Ms. Zephyr's Notebook revolves around three patients in the children's hospital ward in the town of Evergreen. Logan had high hopes of being a rugby star until a blow to his stomach during a game uncovers the fact that he has Crohn's disease. Logan is concerned that this will prevent him from making the rugby team, and, feeling ashamed of his debilitating symptoms, he assumes that he will fail in his father's eyes.

     Cleopatra (or Jacqueline as she now wishes to be called) is admitted after she falls down some stairs at school and breaks her arm. Perceived and internal pressure to be willowy and beautiful sends Cleo on a life threatening cycle of starving herself, binging and purging. Although she won't admit it, her "fainting spell" at school was really a minor heart attack. This straight "A" student is full of self-importance and has little time for Logan or Kip, the pesky kid down the hall.
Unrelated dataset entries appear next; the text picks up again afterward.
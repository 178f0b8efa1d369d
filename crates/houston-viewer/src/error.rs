//! Error types for the snapshot viewer.

use std::path::PathBuf;

/// Errors that can occur while loading or rendering a snapshot.
#[derive(Debug, thiserror::Error)]
pub enum ViewerError {
    /// No snapshot path was given on the command line.
    #[error("usage: houstonv <snapshot.json | ->")]
    Usage,

    /// The snapshot file could not be read.
    #[error("failed to read {path}: {source}")]
    Io {
        /// The path that was read.
        path: PathBuf,
        /// The underlying I/O error.
        source: std::io::Error,
    },

    /// The snapshot text is not a valid timeline record.
    #[error("invalid snapshot: {0}")]
    Parse(#[from] serde_json::Error),
}
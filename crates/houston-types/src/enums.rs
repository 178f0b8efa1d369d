//! Enumeration types shared by the tracker and snapshot consumers.

use serde::{Deserialize, Serialize};
use ts_rs::TS;

/// Severity classification attached to every event.
#[derive(
    Debug, Clone, Copy, Default, PartialEq, Eq, PartialOrd, Ord, Hash, Serialize, Deserialize, TS,
)]
#[serde(rename_all = "lowercase")]
#[ts(export, export_to = "bindings/")]
pub enum EventTag {
    /// An ordinary occurrence.
    #[default]
    Default,
    /// Something unexpected that did not stop execution.
    Warning,
    /// A failure.
    Error,
    /// A failure attributed to a defect in the recording program.
    Bug,
}

impl EventTag {
    /// The lowercase wire name of this tag.
    pub const fn as_str(self) -> &'static str {
        match self {
            Self::Default => "default",
            Self::Warning => "warning",
            Self::Error => "error",
            Self::Bug => "bug",
        }
    }
}

impl core::fmt::Display for EventTag {
    fn fmt(&self, f: &mut core::fmt::Formatter<'_>) -> core::fmt::Result {
        f.write_str(self.as_str())
    }
}
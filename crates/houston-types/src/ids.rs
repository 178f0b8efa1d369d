//! Identifier types and identifier generation strategies.
//!
//! Events and timelines are identified by opaque strings. Callers may
//! supply their own identifiers; otherwise one is drawn from an
//! [`IdGenerator`]. The default generator produces 24-character tokens
//! over `[A-Za-z0-9]` from a non-cryptographic source, which is unique
//! enough for the lifetime of a single process but not guaranteed.

use rand::SeedableRng;
use rand::distr::Alphanumeric;
use rand::rngs::SmallRng;
use rand::Rng;
use serde::{Deserialize, Serialize};
use ts_rs::TS;

/// Length of generated identifiers.
pub const DEFAULT_ID_LENGTH: usize = 24;

/// Generates a newtype wrapper around [`String`] with standard derives.
macro_rules! define_id {
    (
        $(#[$meta:meta])*
        $name:ident
    ) => {
        $(#[$meta])*
        #[derive(Debug, Clone, PartialEq, Eq, PartialOrd, Ord, Hash, Serialize, Deserialize, TS)]
        #[ts(export, export_to = "bindings/")]
        pub struct $name(String);

        impl $name {
            /// Wrap a caller-supplied identifier.
            pub fn new(id: impl Into<String>) -> Self {
                Self(id.into())
            }

            /// Draw a fresh identifier from the given generator.
            pub fn generate(ids: &mut dyn IdGenerator) -> Self {
                Self(ids.next_id())
            }

            /// Borrow the identifier as a string slice.
            pub fn as_str(&self) -> &str {
                &self.0
            }

            /// Return the inner [`String`] value.
            pub fn into_inner(self) -> String {
                self.0
            }
        }

        impl core::fmt::Display for $name {
            fn fmt(&self, f: &mut core::fmt::Formatter<'_>) -> core::fmt::Result {
                f.write_str(&self.0)
            }
        }

        impl From<String> for $name {
            fn from(id: String) -> Self {
                Self(id)
            }
        }

        impl From<&str> for $name {
            fn from(id: &str) -> Self {
                Self(id.to_owned())
            }
        }

        impl core::borrow::Borrow<str> for $name {
            fn borrow(&self) -> &str {
                &self.0
            }
        }
    };
}

define_id! {
    /// Unique identifier for an event.
    EventId
}

define_id! {
    /// Unique identifier for a timeline.
    TimelineId
}

// ---------------------------------------------------------------------------
// Generation strategies
// ---------------------------------------------------------------------------

/// A source of fresh opaque identifiers.
///
/// Implementations only need to be collision-resistant enough for a
/// single process. Trackers hold one generator and share it between
/// events and timelines.
pub trait IdGenerator: core::fmt::Debug + Send {
    /// Produce the next identifier.
    fn next_id(&mut self) -> String;
}

/// Draws alphanumeric identifiers from the thread-local RNG.
#[derive(Debug, Clone, Copy, PartialEq, Eq)]
pub struct RandomIds {
    length: usize,
}

impl RandomIds {
    /// Create a generator producing identifiers of `length` characters.
    pub const fn new(length: usize) -> Self {
        Self { length }
    }
}

impl Default for RandomIds {
    fn default() -> Self {
        Self::new(DEFAULT_ID_LENGTH)
    }
}

impl IdGenerator for RandomIds {
    fn next_id(&mut self) -> String {
        alphanumeric(&mut rand::rng(), self.length)
    }
}

/// Draws alphanumeric identifiers from a seeded RNG.
///
/// The same seed always yields the same sequence, which makes snapshots
/// reproducible in tests.
#[derive(Debug, Clone)]
pub struct SeededIds {
    rng: SmallRng,
    length: usize,
}

impl SeededIds {
    /// Create a generator seeded with `seed`.
    pub fn new(seed: u64, length: usize) -> Self {
        Self {
            rng: SmallRng::seed_from_u64(seed),
            length,
        }
    }
}

impl IdGenerator for SeededIds {
    fn next_id(&mut self) -> String {
        alphanumeric(&mut self.rng, self.length)
    }
}

/// Produces `prefix-0`, `prefix-1`, ... in order.
#[derive(Debug, Clone, PartialEq, Eq)]
pub struct SequentialIds {
    prefix: String,
    next: u64,
}

impl SequentialIds {
    /// Create a generator whose identifiers start with `prefix`.
    pub fn new(prefix: impl Into<String>) -> Self {
        Self {
            prefix: prefix.into(),
            next: 0,
        }
    }
}

impl IdGenerator for SequentialIds {
    fn next_id(&mut self) -> String {
        let id = format!("{}-{}", self.prefix, self.next);
        self.next = self.next.saturating_add(1);
        id
    }
}

fn alphanumeric<R: Rng + ?Sized>(rng: &mut R, length: usize) -> String {
    rng.sample_iter(Alphanumeric)
        .take(length)
        .map(char::from)
        .collect()
}
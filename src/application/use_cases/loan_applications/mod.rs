//! Loan Application Use Cases
//!
//! Loan application intake against the loan product catalog.

mod create_loan_application;
mod get_loan_application_by_id;

pub use create_loan_application::CreateLoanApplicationUseCase;
pub use get_loan_application_by_id::GetLoanApplicationByIdUseCase;
//! Loan Application Domain Model
//!
//! A request for credit against one loan product, tracked through a workflow
//! status.

use super::loan_product::{LoanProduct, LoanProductId};

/// Id of the initial workflow status assigned to every new application
pub const PENDING_STATUS_ID: i32 = 1;

/// Newtype wrapper for the store-assigned Loan Application ID
#[derive(Debug, Clone, Copy, PartialEq, Eq, Hash)]
pub struct LoanApplicationId(i32);

impl LoanApplicationId {
    #[must_use]
    pub fn new(value: i32) -> Self {
        Self(value)
    }

    #[must_use]
    pub fn value(self) -> i32 {
        self.0
    }
}

impl std::fmt::Display for LoanApplicationId {
    fn fmt(&self, f: &mut std::fmt::Formatter<'_>) -> std::fmt::Result {
        write!(f, "{}", self.0)
    }
}

impl From<i32> for LoanApplicationId {
    fn from(value: i32) -> Self {
        Self(value)
    }
}

/// Workflow status of a loan application
#[derive(Debug, Clone, PartialEq, Eq)]
pub struct LoanApplicationStatus {
    pub id: i32,
    pub name: String,
    pub description: String,
}

impl LoanApplicationStatus {
    /// The status every new application starts in
    #[must_use]
    pub fn pending() -> Self {
        Self {
            id: PENDING_STATUS_ID,
            name: "Pending".to_string(),
            description: "Pending review".to_string(),
        }
    }

    #[must_use]
    pub fn is_pending(&self) -> bool {
        self.id == PENDING_STATUS_ID
    }
}

/// Data supplied by a caller to open a new loan application
///
/// The caller references the loan product by id only; the full product and
/// the initial status are resolved by the application layer.
#[derive(Debug, Clone, PartialEq, Eq)]
pub struct CreateLoanApplicationData {
    pub amount: Option<i64>,
    pub term_months: i32,
    pub email: String,
    pub loan_product_id: Option<LoanProductId>,
}

/// Loan application domain entity
#[derive(Debug, Clone, PartialEq, Eq)]
pub struct LoanApplication {
    id: Option<LoanApplicationId>,
    amount: Option<i64>,
    term_months: i32,
    email: String,
    status: LoanApplicationStatus,
    loan_product: LoanProduct,
}

impl LoanApplication {
    /// Build an unsaved application in the Pending status for a resolved product
    #[must_use]
    pub fn pending(data: CreateLoanApplicationData, loan_product: LoanProduct) -> Self {
        Self {
            id: None,
            amount: data.amount,
            term_months: data.term_months,
            email: data.email,
            status: LoanApplicationStatus::pending(),
            loan_product,
        }
    }

    /// Restore a LoanApplication from persisted data
    #[must_use]
    pub fn restore(
        id: LoanApplicationId,
        amount: Option<i64>,
        term_months: i32,
        email: String,
        status: LoanApplicationStatus,
        loan_product: LoanProduct,
    ) -> Self {
        Self {
            id: Some(id),
            amount,
            term_months,
            email,
            status,
            loan_product,
        }
    }

    // Getters

    #[must_use]
    pub fn id(&self) -> Option<LoanApplicationId> {
        self.id
    }

    #[must_use]
    pub fn amount(&self) -> Option<i64> {
        self.amount
    }

    #[must_use]
    pub fn term_months(&self) -> i32 {
        self.term_months
    }

    #[must_use]
    pub fn email(&self) -> &str {
        &self.email
    }

    #[must_use]
    pub fn status(&self) -> &LoanApplicationStatus {
        &self.status
    }

    #[must_use]
    pub fn loan_product(&self) -> &LoanProduct {
        &self.loan_product
    }
}
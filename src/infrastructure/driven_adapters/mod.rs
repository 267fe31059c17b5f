//! Driven Adapters
//!
//! PostgreSQL implementations of the domain repositories, the connection
//! pool, and configuration loading.

pub mod config;
pub mod database;
pub mod loan_application_repository;
pub mod loan_product_repository;
pub mod user_repository;

pub use config::AppConfig;
pub use loan_application_repository::PostgresLoanApplicationRepository;
pub use loan_product_repository::PostgresLoanProductRepository;
pub use user_repository::PostgresUserRepository;
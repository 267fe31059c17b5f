//! Error Types
//!
//! Layered error types with HTTP status code and error code mapping.

use axum::extract::rejection::{JsonRejection, QueryRejection};
use axum::http::StatusCode;
use axum::response::{IntoResponse, Response};
use axum::Json;
use serde::Serialize;
use thiserror::Error;

use crate::infrastructure::driving_adapters::api_rest::middleware::current_request_id;

/// Domain-level errors representing business rule violations
#[derive(Debug, Error)]
pub enum DomainError {
    #[error("loan product with id {0} does not exist")]
    LoanProductNotFound(i32),

    #[error("base salary {salary} is below the minimum of {minimum}")]
    SalaryBelowMinimum { salary: i32, minimum: i32 },
}

/// Repository-level errors for data access failures
#[derive(Debug, Error)]
pub enum RepositoryError {
    #[error("Database error: {0}")]
    Database(#[from] sqlx::Error),

    #[error("Unique constraint violated: {0}")]
    UniqueViolation(String),
}

/// Use case-level errors for application logic failures
#[derive(Debug, Error)]
pub enum UseCaseError {
    #[error("Validation failed: {0:?}")]
    Validation(Vec<String>),

    #[error("{resource} with {field} '{value}' not found")]
    NotFound {
        resource: String,
        field: String,
        value: String,
    },

    #[error("Conflict: {0}")]
    Conflict(String),

    #[error(transparent)]
    Domain(#[from] DomainError),

    #[error(transparent)]
    Repository(#[from] RepositoryError),
}

impl UseCaseError {
    /// Get the HTTP status code for this error
    #[must_use]
    pub fn status_code(&self) -> StatusCode {
        match self {
            Self::Validation(_) => StatusCode::BAD_REQUEST,
            Self::NotFound { .. } | Self::Domain(DomainError::LoanProductNotFound(_)) => StatusCode::NOT_FOUND,
            Self::Conflict(_) => StatusCode::CONFLICT,
            Self::Domain(DomainError::SalaryBelowMinimum { .. }) => StatusCode::UNPROCESSABLE_ENTITY,
            Self::Repository(_) => StatusCode::INTERNAL_SERVER_ERROR,
        }
    }

    /// Get the stable, machine-readable error code for this error
    #[must_use]
    pub fn error_code(&self) -> &'static str {
        match self {
            Self::Validation(_) => "VALIDATION_ERROR",
            Self::NotFound { .. } => "NOT_FOUND",
            Self::Conflict(_) => "CONFLICT",
            Self::Domain(DomainError::LoanProductNotFound(_)) => "PRESTAMO_NOT_FOUND",
            Self::Domain(DomainError::SalaryBelowMinimum { .. }) => "SALARY_BELOW_MINIMUM",
            Self::Repository(_) => "INTERNAL_ERROR",
        }
    }
}

/// API error response for HTTP responses
#[derive(Debug, Error)]
pub enum ApiError {
    #[error(transparent)]
    UseCase(#[from] UseCaseError),

    /// Request body or query string that could not be decoded
    #[error("Invalid request: {0}")]
    BadRequest(String),

    #[error("Invalid id: {0}")]
    InvalidId(String),
}

/// Error response body structure
#[derive(Debug, Serialize)]
#[serde(rename_all = "camelCase")]
pub struct ErrorResponse {
    pub error: ErrorDetail,
    #[serde(skip_serializing_if = "Option::is_none")]
    pub request_id: Option<String>,
    pub timestamp: String,
}

/// Error detail structure
#[derive(Debug, Serialize)]
pub struct ErrorDetail {
    pub code: String,
    pub message: String,
    #[serde(skip_serializing_if = "Option::is_none")]
    pub details: Option<Vec<FieldError>>,
}

/// Field-level error for validation errors
#[derive(Debug, Serialize)]
pub struct FieldError {
    pub field: String,
    pub message: String,
}

/// Split a `"field: message"` validation entry into its parts
fn field_error(entry: &str) -> FieldError {
    match entry.split_once(": ") {
        Some((field, message)) => FieldError {
            field: field.to_string(),
            message: message.to_string(),
        },
        None => FieldError {
            field: String::new(),
            message: entry.to_string(),
        },
    }
}

impl IntoResponse for ApiError {
    fn into_response(self) -> Response {
        let (status, code, message, details) = match &self {
            ApiError::UseCase(uc_error) => {
                let details = if let UseCaseError::Validation(errors) = uc_error {
                    Some(errors.iter().map(|e| field_error(e)).collect())
                } else {
                    None
                };
                if let UseCaseError::Repository(source) = uc_error {
                    tracing::error!(error = %source, "Repository failure while handling request");
                }
                (uc_error.status_code(), uc_error.error_code().to_string(), uc_error.to_string(), details)
            }
            ApiError::BadRequest(msg) => {
                (StatusCode::BAD_REQUEST, "VALIDATION_ERROR".to_string(), msg.clone(), None)
            }
            ApiError::InvalidId(msg) => {
                (StatusCode::BAD_REQUEST, "INVALID_ID".to_string(), msg.clone(), None)
            }
        };

        let body = ErrorResponse {
            error: ErrorDetail {
                code,
                message,
                details,
            },
            request_id: current_request_id().map(|id| id.to_string()),
            timestamp: chrono::Utc::now().to_rfc3339(),
        };

        (status, Json(body)).into_response()
    }
}

impl From<JsonRejection> for ApiError {
    fn from(rejection: JsonRejection) -> Self {
        ApiError::BadRequest(rejection.body_text())
    }
}

impl From<QueryRejection> for ApiError {
    fn from(rejection: QueryRejection) -> Self {
        ApiError::BadRequest(rejection.body_text())
    }
}

impl From<std::num::ParseIntError> for ApiError {
    fn from(err: std::num::ParseIntError) -> Self {
        ApiError::InvalidId(err.to_string())
    }
}

impl From<validator::ValidationErrors> for ApiError {
    fn from(err: validator::ValidationErrors) -> Self {
        let mut messages: Vec<String> = err
            .field_errors()
            .iter()
            .flat_map(|(field, errors)| {
                errors.iter().map(move |e| {
                    format!(
                        "{}: {}",
                        field,
                        e.message.as_ref().map_or("invalid", |m| m.as_ref())
                    )
                })
            })
            .collect();
        messages.sort();
        ApiError::UseCase(UseCaseError::Validation(messages))
    }
}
      The third character is Kip, or self-titled Kip the Kidney Kid, a regular in the children's ward. A congenital condition has left him with only one functioning kidney, and this time in hospital it appears that his one remaining kidney is failing. Kip is a perky, not easily deterred child who irritates Logan and Cleo initially but gradually becomes a confidant and an asset to them both.

      Ms. Abbie Zephyr, the teacher in the children's ward, is responsible for helping the patients stay on top of their class work while they are in hospital. Although we never actually meet Ms. Zephyr, we understand that she is young and very supportive of her pupils. Her one requirement is daily paragraphs in her communal notebook. Failure to do this can lead to the removal of privileges. In Logan's case, this is usually time playing video games.

      Logan becomes of aware of just how ill Cleo is and cannot understand how she can throw her life away willingly. After he discovers that she is throwing up in his bathroom and hiding laxative wrappers in his waste bin, Logan becomes frustrated and yells at her. Before they have an opportunity to talk again, Logan is suddenly discharged, and he is distraught when he misses a cryptic call from Cleo saying she is leaving. Worried that she may endanger her life, Logan is spurred into action. The story opens when Logan sneaks back into the hospital to read Ms. Zephyr's notebook. He feels certain that it will reveal some secret information as to where Cleo has gone. Logan's mission, with Kip's help, is to follow her and to stop her from hurting herself.

      K.C. Dyer is the author of the exciting time fantasy series, "The Glen Eagle Trilogy." This new contemporary story is very engaging and addresses the difficult subject of children living with debilitating and life threatening illnesses. Apart from a scene with Cleo and her dying grandmother, all other adult encounters are just references in Ms. Zephyr's notebook. This clearly puts the characters in charge of their actions and their destinies. This theme of destiny strengthens throughout the story as the children come to terms with their illnesses, the subsequent consequences and the need to break down their protective barriers in order to allow others to help them.

      Although the characters range in age from 11 to 15, the storyline is one that would have broad appeal. While there is the very occasional use of "bad" language, the content of self-awareness, internal struggles and dealing with adversity is valuable to young readers.

      The cover art cleverly mimics a typical exercise book that lives in every child's desk or backpack. The result, something very familiar and yet appealing, will compel readers to pick it up. Readers will be pleased to learn that Ms. Dyer's new Canadian time travel novel, A Walk Through the Window is awaiting publication, and that she is currently working on the first novel in a new series of stories set in the United Kingdom.

Highly Recommended.

Libby McKeever is a Library Technician who works in the library at Whistler Secondary School in Whistler, BC.